=== Section Start ===

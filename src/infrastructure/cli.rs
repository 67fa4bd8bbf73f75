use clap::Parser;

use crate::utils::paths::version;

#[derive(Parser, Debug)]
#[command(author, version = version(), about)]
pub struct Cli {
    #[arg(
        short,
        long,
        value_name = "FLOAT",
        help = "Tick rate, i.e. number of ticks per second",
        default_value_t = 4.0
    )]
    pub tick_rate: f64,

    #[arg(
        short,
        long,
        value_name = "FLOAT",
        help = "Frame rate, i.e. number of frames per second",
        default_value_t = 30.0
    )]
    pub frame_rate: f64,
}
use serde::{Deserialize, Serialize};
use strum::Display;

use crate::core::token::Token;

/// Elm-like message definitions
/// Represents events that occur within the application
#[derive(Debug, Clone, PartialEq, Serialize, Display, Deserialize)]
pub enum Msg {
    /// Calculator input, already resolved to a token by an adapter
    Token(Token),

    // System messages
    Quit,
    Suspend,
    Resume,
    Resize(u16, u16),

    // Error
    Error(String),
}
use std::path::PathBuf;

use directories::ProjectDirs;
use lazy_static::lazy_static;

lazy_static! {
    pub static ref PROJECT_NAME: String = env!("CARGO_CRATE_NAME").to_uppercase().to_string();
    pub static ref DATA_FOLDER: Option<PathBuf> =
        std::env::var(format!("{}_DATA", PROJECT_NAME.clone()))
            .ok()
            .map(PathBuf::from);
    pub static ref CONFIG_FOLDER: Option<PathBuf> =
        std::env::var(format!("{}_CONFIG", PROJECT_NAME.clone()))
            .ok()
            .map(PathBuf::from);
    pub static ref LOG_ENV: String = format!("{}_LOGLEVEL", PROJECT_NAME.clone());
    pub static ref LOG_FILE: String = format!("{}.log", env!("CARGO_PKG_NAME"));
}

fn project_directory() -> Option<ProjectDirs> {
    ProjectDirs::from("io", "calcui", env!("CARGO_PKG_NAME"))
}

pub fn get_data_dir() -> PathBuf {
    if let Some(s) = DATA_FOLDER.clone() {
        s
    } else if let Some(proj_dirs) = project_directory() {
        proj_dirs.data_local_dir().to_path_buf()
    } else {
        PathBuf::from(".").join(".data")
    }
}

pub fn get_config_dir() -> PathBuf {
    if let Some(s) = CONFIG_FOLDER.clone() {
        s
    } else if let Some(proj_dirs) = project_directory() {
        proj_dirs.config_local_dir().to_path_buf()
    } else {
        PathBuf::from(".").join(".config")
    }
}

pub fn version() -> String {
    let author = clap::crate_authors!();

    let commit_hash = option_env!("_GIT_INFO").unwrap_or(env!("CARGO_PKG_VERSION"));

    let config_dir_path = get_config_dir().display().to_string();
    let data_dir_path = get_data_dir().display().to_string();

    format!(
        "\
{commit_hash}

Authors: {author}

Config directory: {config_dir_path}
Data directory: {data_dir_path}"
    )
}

=== Section End ===
=== Section Start ===

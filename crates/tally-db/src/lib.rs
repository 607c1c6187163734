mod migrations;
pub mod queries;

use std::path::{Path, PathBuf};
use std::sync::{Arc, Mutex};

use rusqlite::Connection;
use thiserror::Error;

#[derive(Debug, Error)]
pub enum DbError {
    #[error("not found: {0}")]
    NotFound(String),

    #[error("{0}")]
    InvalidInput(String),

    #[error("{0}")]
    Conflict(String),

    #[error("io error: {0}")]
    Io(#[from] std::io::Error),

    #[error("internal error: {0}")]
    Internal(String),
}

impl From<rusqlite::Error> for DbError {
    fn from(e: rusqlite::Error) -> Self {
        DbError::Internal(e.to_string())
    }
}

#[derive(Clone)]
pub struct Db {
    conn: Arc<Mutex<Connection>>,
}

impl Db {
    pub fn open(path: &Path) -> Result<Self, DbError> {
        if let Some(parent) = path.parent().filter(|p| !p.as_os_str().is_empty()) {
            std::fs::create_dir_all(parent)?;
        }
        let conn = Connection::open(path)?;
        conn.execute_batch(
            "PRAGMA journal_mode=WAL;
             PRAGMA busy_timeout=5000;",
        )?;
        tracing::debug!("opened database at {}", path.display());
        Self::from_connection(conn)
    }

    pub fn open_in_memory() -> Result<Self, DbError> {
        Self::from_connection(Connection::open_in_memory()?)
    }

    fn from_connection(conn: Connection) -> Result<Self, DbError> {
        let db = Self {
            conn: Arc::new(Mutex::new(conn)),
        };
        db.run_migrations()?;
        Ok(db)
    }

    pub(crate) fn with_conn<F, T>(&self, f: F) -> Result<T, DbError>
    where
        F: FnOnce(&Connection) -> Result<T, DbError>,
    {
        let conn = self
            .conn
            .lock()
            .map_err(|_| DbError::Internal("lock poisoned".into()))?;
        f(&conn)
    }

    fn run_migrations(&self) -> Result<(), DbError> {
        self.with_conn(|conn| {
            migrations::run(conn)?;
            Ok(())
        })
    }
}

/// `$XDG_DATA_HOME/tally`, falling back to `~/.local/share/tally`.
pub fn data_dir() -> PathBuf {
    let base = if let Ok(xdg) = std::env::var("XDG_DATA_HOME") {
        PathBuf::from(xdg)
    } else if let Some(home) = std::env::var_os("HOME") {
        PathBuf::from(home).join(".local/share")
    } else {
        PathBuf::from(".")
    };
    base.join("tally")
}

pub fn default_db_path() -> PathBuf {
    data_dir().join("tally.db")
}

=== Section End ===
=== Section Start ===

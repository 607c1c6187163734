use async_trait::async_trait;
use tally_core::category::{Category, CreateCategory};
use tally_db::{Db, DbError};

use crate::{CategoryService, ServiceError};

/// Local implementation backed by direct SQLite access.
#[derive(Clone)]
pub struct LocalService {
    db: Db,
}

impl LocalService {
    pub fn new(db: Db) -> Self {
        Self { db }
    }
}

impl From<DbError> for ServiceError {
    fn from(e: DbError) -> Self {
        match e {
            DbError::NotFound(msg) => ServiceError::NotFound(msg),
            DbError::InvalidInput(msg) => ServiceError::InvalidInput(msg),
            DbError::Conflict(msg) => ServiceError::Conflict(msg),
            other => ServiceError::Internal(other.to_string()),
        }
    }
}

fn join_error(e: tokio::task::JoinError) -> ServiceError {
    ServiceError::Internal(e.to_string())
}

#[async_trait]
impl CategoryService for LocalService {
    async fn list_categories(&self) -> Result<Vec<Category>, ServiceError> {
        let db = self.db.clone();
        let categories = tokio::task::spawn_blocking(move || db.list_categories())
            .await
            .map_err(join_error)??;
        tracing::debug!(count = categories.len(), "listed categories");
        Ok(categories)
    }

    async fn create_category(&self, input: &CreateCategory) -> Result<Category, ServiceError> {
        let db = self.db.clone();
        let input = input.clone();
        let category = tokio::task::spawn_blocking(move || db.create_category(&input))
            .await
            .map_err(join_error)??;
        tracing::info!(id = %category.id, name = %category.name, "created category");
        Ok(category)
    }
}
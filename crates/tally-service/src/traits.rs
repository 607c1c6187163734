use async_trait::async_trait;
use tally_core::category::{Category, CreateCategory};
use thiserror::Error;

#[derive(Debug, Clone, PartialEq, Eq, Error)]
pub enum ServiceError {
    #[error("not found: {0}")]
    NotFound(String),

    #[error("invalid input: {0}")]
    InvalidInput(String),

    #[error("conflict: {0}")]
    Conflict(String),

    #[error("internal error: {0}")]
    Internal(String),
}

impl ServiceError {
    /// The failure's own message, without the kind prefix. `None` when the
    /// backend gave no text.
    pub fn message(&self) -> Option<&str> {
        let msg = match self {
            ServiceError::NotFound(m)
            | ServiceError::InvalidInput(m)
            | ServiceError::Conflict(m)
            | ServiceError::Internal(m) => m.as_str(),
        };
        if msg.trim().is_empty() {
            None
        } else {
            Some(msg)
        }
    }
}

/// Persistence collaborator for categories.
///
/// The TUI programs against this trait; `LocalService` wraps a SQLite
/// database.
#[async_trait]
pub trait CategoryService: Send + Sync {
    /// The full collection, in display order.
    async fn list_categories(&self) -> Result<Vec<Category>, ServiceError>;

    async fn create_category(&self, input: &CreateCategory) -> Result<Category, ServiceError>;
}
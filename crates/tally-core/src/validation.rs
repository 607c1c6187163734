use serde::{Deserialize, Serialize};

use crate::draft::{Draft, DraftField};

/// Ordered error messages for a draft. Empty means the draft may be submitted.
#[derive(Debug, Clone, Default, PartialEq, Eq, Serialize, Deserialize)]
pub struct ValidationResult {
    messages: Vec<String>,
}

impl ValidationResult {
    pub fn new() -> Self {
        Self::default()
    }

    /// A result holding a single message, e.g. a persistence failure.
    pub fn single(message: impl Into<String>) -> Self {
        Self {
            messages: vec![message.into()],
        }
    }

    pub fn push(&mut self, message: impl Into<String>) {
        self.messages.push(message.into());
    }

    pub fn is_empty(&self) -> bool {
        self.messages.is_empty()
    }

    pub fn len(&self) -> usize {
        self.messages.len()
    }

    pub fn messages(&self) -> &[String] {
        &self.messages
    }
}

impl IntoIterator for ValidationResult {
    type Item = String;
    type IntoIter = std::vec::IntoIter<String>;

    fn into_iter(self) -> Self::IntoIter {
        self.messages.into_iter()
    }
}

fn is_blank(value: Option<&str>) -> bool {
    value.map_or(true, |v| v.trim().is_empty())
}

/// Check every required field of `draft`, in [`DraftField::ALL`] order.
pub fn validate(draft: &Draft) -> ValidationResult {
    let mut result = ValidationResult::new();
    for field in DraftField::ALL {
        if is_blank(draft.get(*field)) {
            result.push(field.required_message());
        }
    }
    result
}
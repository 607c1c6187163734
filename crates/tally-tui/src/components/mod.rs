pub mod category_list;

=== Section End ===

> WHAT TO WORK ON:
Lines with "help" in the records above: copy every one of them.

> TASK OUTPUT:
        help = "Tick rate, i.e. number of ticks per second",
        help = "Frame rate, i.e. number of frames per second",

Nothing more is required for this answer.